▸ WHAT TO PRODUCE:
When a line of the records contains "actual", copy it.

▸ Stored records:
----

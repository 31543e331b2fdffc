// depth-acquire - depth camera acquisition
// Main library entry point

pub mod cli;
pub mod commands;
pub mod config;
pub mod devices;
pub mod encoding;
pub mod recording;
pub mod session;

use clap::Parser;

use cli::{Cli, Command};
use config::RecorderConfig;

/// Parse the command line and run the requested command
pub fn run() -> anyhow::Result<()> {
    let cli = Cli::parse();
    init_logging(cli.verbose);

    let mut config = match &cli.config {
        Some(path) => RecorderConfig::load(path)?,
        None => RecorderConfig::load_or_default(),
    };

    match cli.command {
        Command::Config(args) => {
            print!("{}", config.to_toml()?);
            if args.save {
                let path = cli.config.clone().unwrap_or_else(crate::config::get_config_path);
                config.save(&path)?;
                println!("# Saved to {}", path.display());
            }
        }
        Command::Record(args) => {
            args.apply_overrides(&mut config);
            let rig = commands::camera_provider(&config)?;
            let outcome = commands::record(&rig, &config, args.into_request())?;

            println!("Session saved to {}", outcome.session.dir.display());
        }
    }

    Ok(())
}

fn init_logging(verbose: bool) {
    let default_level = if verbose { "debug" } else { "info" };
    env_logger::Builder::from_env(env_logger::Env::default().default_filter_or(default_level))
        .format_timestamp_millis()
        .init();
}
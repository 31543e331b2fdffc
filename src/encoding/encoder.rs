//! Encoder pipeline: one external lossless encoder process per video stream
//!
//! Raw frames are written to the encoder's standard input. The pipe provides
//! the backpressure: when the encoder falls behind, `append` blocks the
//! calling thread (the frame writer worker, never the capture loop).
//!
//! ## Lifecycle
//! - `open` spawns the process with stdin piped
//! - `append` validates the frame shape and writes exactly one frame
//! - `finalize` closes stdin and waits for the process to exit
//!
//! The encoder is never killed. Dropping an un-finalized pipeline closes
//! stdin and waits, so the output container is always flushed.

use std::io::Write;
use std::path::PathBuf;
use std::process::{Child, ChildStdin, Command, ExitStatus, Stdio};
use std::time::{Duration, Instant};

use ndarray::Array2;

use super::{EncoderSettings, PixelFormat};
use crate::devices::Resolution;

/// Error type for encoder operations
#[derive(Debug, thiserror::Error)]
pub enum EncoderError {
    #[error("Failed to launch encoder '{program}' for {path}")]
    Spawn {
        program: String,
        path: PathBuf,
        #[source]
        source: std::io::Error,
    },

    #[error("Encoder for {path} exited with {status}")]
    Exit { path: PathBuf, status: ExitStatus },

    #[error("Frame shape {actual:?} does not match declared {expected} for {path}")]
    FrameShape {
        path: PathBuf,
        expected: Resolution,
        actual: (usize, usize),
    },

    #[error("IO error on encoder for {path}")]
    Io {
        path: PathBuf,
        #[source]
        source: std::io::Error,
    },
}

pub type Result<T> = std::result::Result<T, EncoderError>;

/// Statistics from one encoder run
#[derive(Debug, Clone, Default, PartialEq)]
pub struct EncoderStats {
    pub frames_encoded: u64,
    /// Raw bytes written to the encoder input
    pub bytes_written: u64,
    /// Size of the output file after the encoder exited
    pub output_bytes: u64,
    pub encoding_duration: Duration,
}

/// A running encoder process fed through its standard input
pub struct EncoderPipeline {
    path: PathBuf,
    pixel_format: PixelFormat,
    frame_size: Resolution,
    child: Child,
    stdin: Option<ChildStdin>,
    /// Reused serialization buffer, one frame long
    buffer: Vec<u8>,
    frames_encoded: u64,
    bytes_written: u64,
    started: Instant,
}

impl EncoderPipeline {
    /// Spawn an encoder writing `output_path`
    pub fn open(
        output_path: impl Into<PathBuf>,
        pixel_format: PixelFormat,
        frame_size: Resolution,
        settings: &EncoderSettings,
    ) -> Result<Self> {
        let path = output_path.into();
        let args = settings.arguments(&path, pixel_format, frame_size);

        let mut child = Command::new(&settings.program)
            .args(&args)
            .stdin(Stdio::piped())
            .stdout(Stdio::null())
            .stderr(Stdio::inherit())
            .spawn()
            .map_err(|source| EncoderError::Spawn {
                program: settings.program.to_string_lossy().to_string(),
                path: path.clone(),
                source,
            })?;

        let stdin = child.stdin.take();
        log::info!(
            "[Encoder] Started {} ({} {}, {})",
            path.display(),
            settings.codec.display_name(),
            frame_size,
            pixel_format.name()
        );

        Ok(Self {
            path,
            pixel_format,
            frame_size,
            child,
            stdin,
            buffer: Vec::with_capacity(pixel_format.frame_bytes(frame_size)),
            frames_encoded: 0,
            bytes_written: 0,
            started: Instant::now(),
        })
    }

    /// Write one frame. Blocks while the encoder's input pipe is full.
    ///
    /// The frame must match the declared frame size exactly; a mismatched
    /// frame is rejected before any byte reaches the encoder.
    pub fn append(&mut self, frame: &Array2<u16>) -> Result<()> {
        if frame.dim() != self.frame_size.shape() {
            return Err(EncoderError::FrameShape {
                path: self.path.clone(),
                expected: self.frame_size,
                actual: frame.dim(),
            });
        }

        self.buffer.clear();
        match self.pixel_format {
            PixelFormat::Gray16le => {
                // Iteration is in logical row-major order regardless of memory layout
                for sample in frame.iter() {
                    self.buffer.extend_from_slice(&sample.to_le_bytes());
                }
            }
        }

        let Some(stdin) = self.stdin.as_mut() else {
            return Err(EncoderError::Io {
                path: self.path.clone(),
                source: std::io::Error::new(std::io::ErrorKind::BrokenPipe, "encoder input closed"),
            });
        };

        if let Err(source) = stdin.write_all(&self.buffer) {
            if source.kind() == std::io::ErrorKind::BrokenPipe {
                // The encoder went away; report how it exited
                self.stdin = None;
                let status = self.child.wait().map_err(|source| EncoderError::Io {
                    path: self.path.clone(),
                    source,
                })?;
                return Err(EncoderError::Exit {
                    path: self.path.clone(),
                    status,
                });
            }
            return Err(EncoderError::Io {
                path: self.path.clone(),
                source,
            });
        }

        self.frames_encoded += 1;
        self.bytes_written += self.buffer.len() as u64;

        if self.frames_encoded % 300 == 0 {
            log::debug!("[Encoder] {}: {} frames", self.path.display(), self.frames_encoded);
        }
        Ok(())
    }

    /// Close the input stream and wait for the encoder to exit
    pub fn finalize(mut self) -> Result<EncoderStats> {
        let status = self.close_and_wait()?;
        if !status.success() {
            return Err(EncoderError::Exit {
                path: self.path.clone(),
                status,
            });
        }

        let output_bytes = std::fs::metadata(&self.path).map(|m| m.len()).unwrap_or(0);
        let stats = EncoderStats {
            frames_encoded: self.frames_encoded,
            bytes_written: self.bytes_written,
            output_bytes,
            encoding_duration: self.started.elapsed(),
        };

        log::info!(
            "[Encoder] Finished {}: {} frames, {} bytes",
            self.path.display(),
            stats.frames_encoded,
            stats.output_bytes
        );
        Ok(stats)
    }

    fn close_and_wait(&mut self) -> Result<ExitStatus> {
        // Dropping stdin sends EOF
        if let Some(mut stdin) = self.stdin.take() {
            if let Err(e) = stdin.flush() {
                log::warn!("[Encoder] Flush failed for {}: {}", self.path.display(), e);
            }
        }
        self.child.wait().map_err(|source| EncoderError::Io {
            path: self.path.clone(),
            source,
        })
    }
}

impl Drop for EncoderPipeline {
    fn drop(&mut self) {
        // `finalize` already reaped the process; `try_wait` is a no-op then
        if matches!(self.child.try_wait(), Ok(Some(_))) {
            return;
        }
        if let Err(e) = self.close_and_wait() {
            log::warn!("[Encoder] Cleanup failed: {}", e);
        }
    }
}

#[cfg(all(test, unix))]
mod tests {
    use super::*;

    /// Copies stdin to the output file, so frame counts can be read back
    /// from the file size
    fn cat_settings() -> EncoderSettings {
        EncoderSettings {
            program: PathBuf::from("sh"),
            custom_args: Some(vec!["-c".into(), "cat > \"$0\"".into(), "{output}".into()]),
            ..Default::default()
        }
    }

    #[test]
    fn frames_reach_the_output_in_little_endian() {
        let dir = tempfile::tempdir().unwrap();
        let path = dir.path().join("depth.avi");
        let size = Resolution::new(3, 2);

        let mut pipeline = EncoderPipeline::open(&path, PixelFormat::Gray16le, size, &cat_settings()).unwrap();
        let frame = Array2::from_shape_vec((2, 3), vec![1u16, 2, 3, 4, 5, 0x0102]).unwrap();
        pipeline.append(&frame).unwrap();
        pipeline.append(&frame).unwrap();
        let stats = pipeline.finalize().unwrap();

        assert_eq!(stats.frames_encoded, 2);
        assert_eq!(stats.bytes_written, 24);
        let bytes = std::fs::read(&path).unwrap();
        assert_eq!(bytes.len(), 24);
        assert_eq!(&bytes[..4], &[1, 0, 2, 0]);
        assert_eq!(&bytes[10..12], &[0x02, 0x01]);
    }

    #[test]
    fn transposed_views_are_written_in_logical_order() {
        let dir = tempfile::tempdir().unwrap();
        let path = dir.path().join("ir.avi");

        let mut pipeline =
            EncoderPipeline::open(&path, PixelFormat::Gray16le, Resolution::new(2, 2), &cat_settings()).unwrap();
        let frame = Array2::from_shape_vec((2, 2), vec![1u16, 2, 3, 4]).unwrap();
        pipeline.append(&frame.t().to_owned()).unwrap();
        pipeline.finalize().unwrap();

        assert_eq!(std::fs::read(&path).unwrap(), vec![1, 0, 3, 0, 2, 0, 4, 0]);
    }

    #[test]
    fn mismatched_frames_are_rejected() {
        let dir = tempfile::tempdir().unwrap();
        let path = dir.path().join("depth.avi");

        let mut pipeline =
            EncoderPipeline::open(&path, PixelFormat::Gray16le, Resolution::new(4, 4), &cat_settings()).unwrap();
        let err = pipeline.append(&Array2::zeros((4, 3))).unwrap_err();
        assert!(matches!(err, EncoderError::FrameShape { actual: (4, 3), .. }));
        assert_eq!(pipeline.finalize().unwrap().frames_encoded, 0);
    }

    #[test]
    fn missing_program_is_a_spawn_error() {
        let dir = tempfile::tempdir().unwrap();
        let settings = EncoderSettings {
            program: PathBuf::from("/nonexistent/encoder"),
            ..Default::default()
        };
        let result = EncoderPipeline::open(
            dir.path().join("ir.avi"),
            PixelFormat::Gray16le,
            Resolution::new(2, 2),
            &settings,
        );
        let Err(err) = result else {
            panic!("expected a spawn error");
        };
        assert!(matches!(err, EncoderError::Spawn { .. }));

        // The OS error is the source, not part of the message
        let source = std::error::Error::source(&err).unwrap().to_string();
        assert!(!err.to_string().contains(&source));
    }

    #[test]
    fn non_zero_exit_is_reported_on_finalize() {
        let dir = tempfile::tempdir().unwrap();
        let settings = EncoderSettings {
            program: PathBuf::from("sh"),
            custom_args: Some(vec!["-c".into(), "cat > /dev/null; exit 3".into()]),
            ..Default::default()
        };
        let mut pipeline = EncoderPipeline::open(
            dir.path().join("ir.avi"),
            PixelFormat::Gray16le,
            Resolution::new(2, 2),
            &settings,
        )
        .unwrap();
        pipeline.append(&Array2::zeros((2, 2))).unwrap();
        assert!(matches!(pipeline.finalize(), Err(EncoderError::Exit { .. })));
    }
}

----

▸ REPLY TO THE TASK:
    #[error("Frame shape {actual:?} does not match declared {expected} for {path}")]
        actual: (usize, usize),
                actual: frame.dim(),
        assert!(matches!(err, EncoderError::FrameShape { actual: (4, 3), .. }));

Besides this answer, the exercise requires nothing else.